Bringing Search‑Engine Ranking to PostgreSQL with VectorChord‑BM25

Zoie WangZoie Wang
5 min read

Modern applications rely on PostgreSQL for its fully ACID‑compliant, expressive SQL, and rich ecosystem of extensions. The database handles relational workloads exceptionally well, but many projects also need to search for large text collections—product descriptions, support tickets, documentation—and present the most relevant rows first. PostgreSQL’s native tools offer a foundation for this, yet their default ranking logic can leave ideal matches buried under less useful results. VectorChord‑BM25 changes that equation by introducing the BM25 relevance‑scoring algorithm directly into PostgreSQL.

What is PostgreSQL?

PostgreSQL is an open‑source, enterprise‑class relational database management system (RDBMS) renowned for reliability, data integrity, and standards compliance. It supports advanced features such as window functions, materialized views, JSONB storage, and a robust extension mechanism that allows developers to add capabilities. Learn more about PostgreSQL here.
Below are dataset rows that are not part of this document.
//! Settings and encrypted credential storage for the halite pool bridge.
//!
//! Two persisted documents, both JSON:
//!
//! - **[`Settings`]** — tunables (API root, poll interval, channel count).
//! - **[`CredentialStore`]** — per-instance login credentials and session
//!   token. Passwords are encrypted with an AES-256-CBC key generated on
//!   first run and stored alongside the entries; tokens are persisted on
//!   every change so a restart can resume the session without re-login.

use std::collections::BTreeMap;
use std::path::{Path, PathBuf};

use directories::ProjectDirs;
use secrecy::{ExposeSecret, SecretString};
use serde::{Deserialize, Serialize};
use thiserror::Error;
use tracing::debug;
use url::Url;

mod crypto;

pub const SETTINGS_FILE: &str = "settings.json";
pub const CREDENTIALS_FILE: &str = "credentials.json";

/// Shipping automation-channel count; the newer hardware revision has 8.
pub const DEFAULT_AUTOMATION_CHANNELS: u8 = 7;

const DEFAULT_BASE_URL: &str = "https://api.mypool.cloud/v1/";
const DEFAULT_POLL_INTERVAL_SECS: u64 = 300;
const DEFAULT_TIMEOUT_SECS: u64 = 30;

// ── Error ───────────────────────────────────────────────────────────

#[derive(Debug, Error)]
pub enum ConfigError {
    #[error("IO error: {0}")]
    Io(#[from] std::io::Error),

    #[error("failed to (de)serialize config document: {0}")]
    Serde(#[from] serde_json::Error),

    #[error("invalid base64 payload: {0}")]
    Base64(#[from] base64::DecodeError),

    #[error("encryption error: {0}")]
    Crypto(String),

    #[error("no stored credentials for instance '{instance}'")]
    MissingEntry { instance: String },

    #[error("could not resolve a configuration directory")]
    NoConfigDir,
}

// ── Paths ───────────────────────────────────────────────────────────

/// Resolve the config directory via XDG / platform conventions.
pub fn config_dir() -> Result<PathBuf, ConfigError> {
    ProjectDirs::from("io", "halite", "halite")
        .map(|dirs| dirs.config_dir().to_path_buf())
        .ok_or(ConfigError::NoConfigDir)
}

// ── Settings ────────────────────────────────────────────────────────

/// Bridge tunables, loaded from `settings.json`.
#[derive(Debug, Clone, Deserialize, Serialize)]
pub struct Settings {
    /// Vendor API root.
    #[serde(default = "default_base_url")]
    pub base_url: Url,

    /// Seconds between poll cycles.
    #[serde(default = "default_poll_interval")]
    pub poll_interval_secs: u64,

    /// Automation channels on the device revision (7 or 8).
    #[serde(default = "default_channels")]
    pub automation_channels: u8,

    /// HTTP request timeout in seconds.
    #[serde(default = "default_timeout")]
    pub timeout_secs: u64,

    /// Verify the vendor TLS chain. Off by default — the cloud serves
    /// an incomplete chain and the official apps skip verification too.
    #[serde(default)]
    pub verify_tls: bool,
}

fn default_base_url() -> Url {
    Url::parse(DEFAULT_BASE_URL).unwrap_or_else(|_| unreachable!("default URL is valid"))
}
fn default_poll_interval() -> u64 {
    DEFAULT_POLL_INTERVAL_SECS
}
fn default_channels() -> u8 {
    DEFAULT_AUTOMATION_CHANNELS
}
fn default_timeout() -> u64 {
    DEFAULT_TIMEOUT_SECS
}

impl Default for Settings {
    fn default() -> Self {
        Self {
            base_url: default_base_url(),
            poll_interval_secs: default_poll_interval(),
            automation_channels: default_channels(),
            timeout_secs: default_timeout(),
            verify_tls: false,
        }
    }
}

impl Settings {
    /// Load settings from `path`, falling back to defaults if the file
    /// does not exist.
    pub fn load(path: &Path) -> Result<Self, ConfigError> {
        match std::fs::read_to_string(path) {
            Ok(text) => Ok(serde_json::from_str(&text)?),
            Err(e) if e.kind() == std::io::ErrorKind::NotFound => Ok(Self::default()),
            Err(e) => Err(e.into()),
        }
    }

    pub fn save(&self, path: &Path) -> Result<(), ConfigError> {
        if let Some(parent) = path.parent() {
            std::fs::create_dir_all(parent)?;
        }
        std::fs::write(path, serde_json::to_string_pretty(self)?)?;
        Ok(())
    }
}

// ── Credential store ────────────────────────────────────────────────

/// One stored account, keyed by integration-instance id.
#[derive(Debug, Clone, Deserialize, Serialize)]
struct StoredEntry {
    username: String,
    /// AES-256-CBC ciphertext, IV-prefixed, base64.
    password: String,
    /// Last known session token; `None` until first login.
    token: Option<String>,
}

#[derive(Debug, Default, Deserialize, Serialize)]
struct StoreDocument {
    /// Base64 AES-256 key, generated on first run.
    key: String,
    #[serde(default)]
    entries: BTreeMap<String, StoredEntry>,
}

/// Encrypted credential + token storage, one JSON document on disk.
///
/// Every mutation persists immediately — a crash between a token
/// refresh and the next poll must not lose the new token.
pub struct CredentialStore {
    path: PathBuf,
    key: [u8; 32],
    document: StoreDocument,
}

impl CredentialStore {
    /// Load the store from `path`, generating a fresh encryption key
    /// (and the file itself) on first run.
    pub fn load(path: PathBuf) -> Result<Self, ConfigError> {
        match std::fs::read_to_string(&path) {
            Ok(text) => {
                let document: StoreDocument = serde_json::from_str(&text)?;
                let key = crypto::decode_key(&document.key)?;
                Ok(Self {
                    path,
                    key,
                    document,
                })
            }
            Err(e) if e.kind() == std::io::ErrorKind::NotFound => {
                debug!(path = %path.display(), "credential store missing, generating key");
                let key = crypto::generate_key();
                let document = StoreDocument {
                    key: crypto::encode_key(&key),
                    entries: BTreeMap::new(),
                };
                let store = Self {
                    path,
                    key,
                    document,
                };
                store.save()?;
                Ok(store)
            }
            Err(e) => Err(e.into()),
        }
    }

    /// Load from the default platform config directory.
    pub fn load_default() -> Result<Self, ConfigError> {
        Self::load(config_dir()?.join(CREDENTIALS_FILE))
    }

    /// Store (or replace) credentials for an instance.
    pub fn store_credentials(
        &mut self,
        instance: &str,
        username: &str,
        password: &SecretString,
    ) -> Result<(), ConfigError> {
        let encrypted = crypto::encrypt(&self.key, password.expose_secret().as_bytes());
        let token = self
            .document
            .entries
            .get(instance)
            .and_then(|e| e.token.clone());

        self.document.entries.insert(
            instance.to_owned(),
            StoredEntry {
                username: username.to_owned(),
                password: encrypted,
                token,
            },
        );
        self.save()
    }

    /// Decrypted credentials for an instance.
    pub fn credentials(&self, instance: &str) -> Result<(String, SecretString), ConfigError> {
        let entry = self.entry(instance)?;
        let plaintext = crypto::decrypt(&self.key, &entry.password)?;
        let password = String::from_utf8(plaintext)
            .map_err(|_| ConfigError::Crypto("decrypted password is not UTF-8".into()))?;
        Ok((entry.username.clone(), SecretString::from(password)))
    }

    /// Last persisted session token for an instance.
    pub fn token(&self, instance: &str) -> Option<SecretString> {
        self.document
            .entries
            .get(instance)
            .and_then(|e| e.token.as_deref())
            .map(SecretString::from)
    }

    /// Persist a token change (`None` clears it).
    pub fn update_token(
        &mut self,
        instance: &str,
        token: Option<&str>,
    ) -> Result<(), ConfigError> {
        let entry = self
            .document
            .entries
            .get_mut(instance)
            .ok_or_else(|| ConfigError::MissingEntry {
                instance: instance.to_owned(),
            })?;
        entry.token = token.map(str::to_owned);
        self.save()
    }

    /// Drop an instance's entry (integration removed).
    pub fn remove(&mut self, instance: &str) -> Result<(), ConfigError> {
        if self.document.entries.remove(instance).is_some() {
            self.save()?;
        }
        Ok(())
    }

    /// Instance ids with stored credentials.
    pub fn instances(&self) -> impl Iterator<Item = &str> {
        self.document.entries.keys().map(String::as_str)
    }

    fn entry(&self, instance: &str) -> Result<&StoredEntry, ConfigError> {
        self.document
            .entries
            .get(instance)
            .ok_or_else(|| ConfigError::MissingEntry {
                instance: instance.to_owned(),
            })
    }

    fn save(&self) -> Result<(), ConfigError> {
        if let Some(parent) = self.path.parent() {
            std::fs::create_dir_all(parent)?;
        }
        std::fs::write(&self.path, serde_json::to_string_pretty(&self.document)?)?;
        Ok(())
    }
}

impl std::fmt::Debug for CredentialStore {
    fn fmt(&self, f: &mut std::fmt::Formatter<'_>) -> std::fmt::Result {
        f.debug_struct("CredentialStore")
            .field("path", &self.path)
            .field("entries", &self.document.entries.len())
            .finish_non_exhaustive()
    }
}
Full‑Text Search with tsvector

PostgreSQL has its own tool for basic text search called tsvector. Think of it as a special column that stores the important words (lexemes) from each document in a way the database can search quickly. When you add a GIN or GiST index on that column, PostgreSQL can find rows that match a keyword almost instantly. You write searches with the @@ operator, and the full details are in the PostgreSQL manual here.

Where native ranking falls short

While the ts_rank function can sort matches, its scoring method is basic. Long documents that mention a term once may outrank short documents focused entirely on the query, and rare but important words carry little extra weight. In large datasets, the perceived relevance of results often suffers.

What’s New: VectorChord Adds BM25

VectorChord‑BM25 is a lightweight PostgreSQL extension that augments the existing text‑search stack with the industry‑standard BM25 ranking formula. Instead of exporting data to an external search engine, you can keep everything inside a single database, gaining:

  • Ranking that rewards distinctive terms and penalises irrelevant verbosity

  • In‑index scoring, reducing query latency

  • Seamless SQL workflow—documents remain rows, searches remain queries

What is BM25?

BM25 (Best Matching 25) is a probabilistic retrieval model widely adopted by search engines and academic literature. It evaluates how often a query term appears in a document, how rare that term is across the entire corpus, and how long each document is. The algorithm is discussed in detail on its Wikipedia page, but the core idea is straightforward:

  • Term Frequency (TF) – More occurrences of a word in a document increase its relevance but with diminishing returns.

  • Inverse Document Frequency (IDF) – Rare words are more informative than common ones.

  • Document Length Normalisation – Shorter documents aren’t unfairly penalised when they focus on the query topic.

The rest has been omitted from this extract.